Have you heard about the possibility that peanut allergies could soon be treated with a skin patch? The 'peanut patch' is being developed by researchers at National Jewish Health. The theory is that the patch could desensitize wearers to the protein in peanuts that causes an allergic reaction. By wearing the patch, a tiny amount of peanut protein would come into contact with their skin and enter their bloodstream.
Over time, exposure to small amounts of peanut protein could make those with peanut allergies less sensitive to the allergen. The theory behind this method is similar to the way an allergy shot causes those with seasonal allergies to be less sensitive to pollen in the air.
The adhesive patch holds many potential benefits over conventional ways to treat food allergies. According to Dr. David Fleischer, a Pediatric Allergist at National Jewish Health, food allergies are currently treated with a technique known as oral immunotherapy, in which drops under the tongue are used to desensitize patients to peanut proteins. But if the patch were to become available, it would offer a much more convenient treatment option.
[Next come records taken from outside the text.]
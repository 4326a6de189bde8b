//! Persistence for the archive's `id_map` (spec.md §4.3: "`id_map`: a
//! `range_map<event_id, segment_uuid>` persisted to `meta.data`").

use crate::error::{CorruptSnafu, Error, Result};
use std::path::Path;
use uuid::Uuid;
use vast_bitmap::RangeMap;
use vast_types::EventId;

/// Write the id-to-segment map to `path`, overwriting any existing file.
pub fn write_meta(path: &Path, id_map: &RangeMap<EventId, Uuid>) -> Result<()> {
    let mut buf = Vec::new();
    write_varint(&mut buf, id_map.len() as u64);
    for (range, uuid) in id_map.iter() {
        write_varint(&mut buf, range.start.get());
        write_varint(&mut buf, range.end.get());
        buf.extend_from_slice(uuid.as_bytes());
    }
    std::fs::write(path, buf).map_err(|source| Error::Io {
        path: path.to_path_buf(),
        source,
    })
}

/// Load the id-to-segment map previously written by [`write_meta`].
pub fn read_meta(path: &Path) -> Result<RangeMap<EventId, Uuid>> {
    let bytes = std::fs::read(path).map_err(|source| Error::Io {
        path: path.to_path_buf(),
        source,
    })?;
    let mut pos = 0;
    let count = read_varint(path, &bytes, &mut pos)?;
    let mut map = RangeMap::new();
    for _ in 0..count {
        let start = EventId::new(read_varint(path, &bytes, &mut pos)?);
        let end = EventId::new(read_varint(path, &bytes, &mut pos)?);
        let uuid_bytes = read_exact(path, &bytes, &mut pos, 16)?;
        let uuid = Uuid::from_slice(uuid_bytes).map_err(|e| Error::Corrupt {
            path: path.to_path_buf(),
            detail: format!("invalid uuid in meta data: {e}"),
        })?;
        map.insert(start..end, uuid);
    }
    Ok(map)
}

fn write_varint(buf: &mut Vec<u8>, mut value: u64) {
    loop {
        let byte = (value & 0x7f) as u8;
        value >>= 7;
        if value == 0 {
            buf.push(byte);
            break;
        }
        buf.push(byte | 0x80);
    }
}

fn read_varint(path: &Path, buf: &[u8], pos: &mut usize) -> Result<u64> {
    let mut value = 0u64;
    let mut shift = 0;
    loop {
        let byte = read_byte(path, buf, pos)?;
        value |= ((byte & 0x7f) as u64) << shift;
        if byte & 0x80 == 0 {
            return Ok(value);
        }
        shift += 7;
    }
}

fn read_byte(path: &Path, buf: &[u8], pos: &mut usize) -> Result<u8> {
    if *pos >= buf.len() {
        return CorruptSnafu {
            path: path.to_path_buf(),
            detail: "truncated meta data".to_string(),
        }
        .fail();
    }
    let b = buf[*pos];
    *pos += 1;
    Ok(b)
}

fn read_exact<'a>(path: &Path, buf: &'a [u8], pos: &mut usize, len: usize) -> Result<&'a [u8]> {
    if *pos + len > buf.len() {
        return CorruptSnafu {
            path: path.to_path_buf(),
            detail: "truncated meta data".to_string(),
        }
        .fail();
    }
    let slice = &buf[*pos..*pos + len];
    *pos += len;
    Ok(slice)
}

#[cfg(test)]
mod tests {
    use super::*;

    #[test]
    fn meta_roundtrips() {
        let dir = tempfile::tempdir().unwrap();
        let path = dir.path().join("meta.data");
        let mut map = RangeMap::new();
        map.insert(EventId::new(0)..EventId::new(10), Uuid::from_u128(1));
        map.insert(EventId::new(10)..EventId::new(20), Uuid::from_u128(2));
        write_meta(&path, &map).unwrap();

        let loaded = read_meta(&path).unwrap();
        assert_eq!(loaded.get(EventId::new(5)), Some(&Uuid::from_u128(1)));
        assert_eq!(loaded.get(EventId::new(15)), Some(&Uuid::from_u128(2)));
        assert_eq!(loaded.get(EventId::new(25)), None);
    }
}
The peanut allergy patch would eliminate the need for repeat office visits to deliver higher doses of food protein drops – the patch could be changed right in the comfort of the patient's home. The allergy patch is currently undergoing clinical tests to test its safety and ability to desensitize patients to peanut allergies. If successful, the peanut patch could be a major advancement in the treatment of food allergies.